Federated is also attempting to strike this kind of balance. When buying was done separately by the individual department stores, the result was a lack of uniformity in the buying structure and a loss of economies of scale. To solve this problem, Federated instituted a buying system in which 70 percent of the purchasing and product selection was made by a centralized team consisting of representatives from all of the regional markets. This structure proved cumbersome and wasteful: buyers from Atlanta did not have to be involved with decisions relating to Chicago. Moreover, during the three years of the team structure, sales were flat and productivity did not increase. Federated is streamlining the system; purchasing is now centralized with only minimal input from the regions, but decisions about volume and marketing are left to the regions.
Because the industry is now in a price-driven market, retailers have shifted to an emphasis on quality service in an attempt to differentiate themselves. To varying degrees, retailers' reforms aim for some of the hallmarks of high-performance systems, and the industry abounds with talk of "putting the customer first," greater employee involvement, and total quality management.
Although there is considerable variation in depth and scope, programs along these lines exist in all of the companies we studied. Home Depot, which uses experienced, skilled sales workers, offers perhaps the closest approximation to a high-performance workplace. Store departments are decentralized, and managers and their staff work in a team structure that allows some decision-making by sales people. Better Burgers has been at the opposite pole from Home Depot, competing primarily on the basis of price and the delivery of uniform products, with minimal variation in how the product is delivered. To some extent, the company has introduced greater flexibility, and employee input is now encouraged through team meetings.

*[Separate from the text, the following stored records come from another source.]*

//! Duphlux Client Library
//!
//! Rust client for the Duphlux phone number verification service.
//! Verification is a two-step workflow:
//!
//! 1. **Initiate** - [`DuphluxClient::authenticate`] registers a transaction
//!    and yields a verification URL the subscriber must visit.
//! 2. **Poll** - [`DuphluxClient::check_status`] reports whether the
//!    transaction resolved to `verified`, is still `pending`, or `failed`.
//!
//! Every exchange is recorded on the client: the raw response, the unwrapped
//! `status`/`errors`/`data` payload and the request that produced them stay
//! readable until the next call.
//!
//! # Examples
//!
//! ## Async Usage
//!
//! ```no_run
//! use duphlux_client::{DuphluxClient, Environment, VerifyRequest, generate_reference};
//!
//! # async fn example() -> Result<(), Box<dyn std::error::Error>> {
//! let mut client = DuphluxClient::new("tok_live_secret", Environment::Live)?;
//!
//! let reference = generate_reference(10);
//! client
//!     .authenticate(VerifyRequest::new(
//!         "2348012345678",
//!         reference.as_str(),
//!         "https://example.com/verified",
//!     ))
//!     .await?;
//!
//! if let Some(url) = client.verification_url()? {
//!     println!("Redirect the subscriber to {url}");
//! }
//!
//! client.check_status(&reference).await?;
//! if client.is_verified()? {
//!     println!("Phone number confirmed");
//! }
//! # Ok(())
//! # }
//! ```
//!
//! ## Blocking Usage
//!
//! ```no_run
//! use duphlux_client::{DuphluxClient, VerifyRequest};
//!
//! # fn example() -> Result<(), Box<dyn std::error::Error>> {
//! let mut client = DuphluxClient::from_env()?;
//!
//! client.authenticate_blocking(VerifyRequest::new(
//!     "2348012345678",
//!     "order-1042",
//!     "https://example.com/verified",
//! ))?;
//!
//! let outcome = client.check_status_blocking("order-1042")?;
//! println!("status: {}, errors: {}", outcome.status(), outcome.error());
//! # Ok(())
//! # }
//! ```

mod catalog;
mod client;
mod config;
mod engine;
mod error;
mod guard;
mod hooks;
mod outcome;
mod reference;
mod transport;

// Re-export public API
pub use catalog::{OperationCatalog, OperationDefinition};
pub use client::{
    DATA_EXPIRES_AT_KEY, DATA_TRANSACTION_REFERENCE_KEY, DATA_VERIFICATION_STATUS_KEY,
    DATA_VERIFICATION_URL_KEY, DuphluxClient, Operation, PARAM_PHONE_NUMBER, PARAM_REDIRECT_URL,
    PARAM_TRANSACTION_REFERENCE, PAYLOAD_ENVELOPE_KEY, PayloadAdapter, VERIFICATION_STATUS_FAILED,
    VERIFICATION_STATUS_PENDING, VERIFICATION_STATUS_VERIFIED, VerifyRequest,
};
pub use config::{ApiToken, Credentials, DEFAULT_BASE_URL, DuphluxConfig, Environment};
pub use engine::RequestEngine;
pub use error::{Error, ProtocolError, TransportError};
pub use guard::{OperationGuard, SessionState};
pub use hooks::{Hook, LifecycleHooks};
pub use outcome::{CallOutcome, ResponseAdapter, UnwrappedPayload};
pub use reference::{DEFAULT_REFERENCE_LENGTH, generate_reference};
pub use transport::{HttpTransport, RawResponse, ReqwestTransport, TransportCall};

// Re-export commonly used types from dependencies
pub use http::{Method, StatusCode};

Bloomingdale's, which used to rely on its reputation for exclusive products, has had to shift toward competing on the quality of its customer service. Sales associates keep lists of their customers and their buying habits, and interact with them one-on-one, even arranging for purchases over the phone. This has led to a considerable extension of responsibility and independence for the sales associates. Bloomingdale's has also created a "specialized" sales associate position, which entails a higher skill and pay level and is held by roughly ten percent of its sales staff.
By contrast, Stern's, which competes on the basis of price for mainstream products, has been streamlining the vendor delivery process and pushing for greater efficiency through the creation of tight productivity goals. While pushed to provide better service, sales associates still work under strict guidelines. Managerial jobs at Stern's have changed more than sales jobs; downsizing and the introduction of technology have resulted in managers taking on many personnel tasks and spending more time on the sales floor.
Although all of the companies in these case studies have performed well during the period of human resource reforms, the causal link between those reforms and stronger performance is far from clear. The reforms have taken place alongside extensive cost-cutting and changes in merchandising. For example, despite the emphasis on service quality at Red Shoes, the company's strong performance clearly stems from its very lean merchandising strategy. Similarly, at Better Burgers, sales and customer satisfaction did increase at those restaurants that introduced employee empowerment, but the timing of that increase also coincided with significant price cuts. Similarly, Home Depot's success is clearly related, to a great extent, to its no-frills warehouse format and its everyday low prices.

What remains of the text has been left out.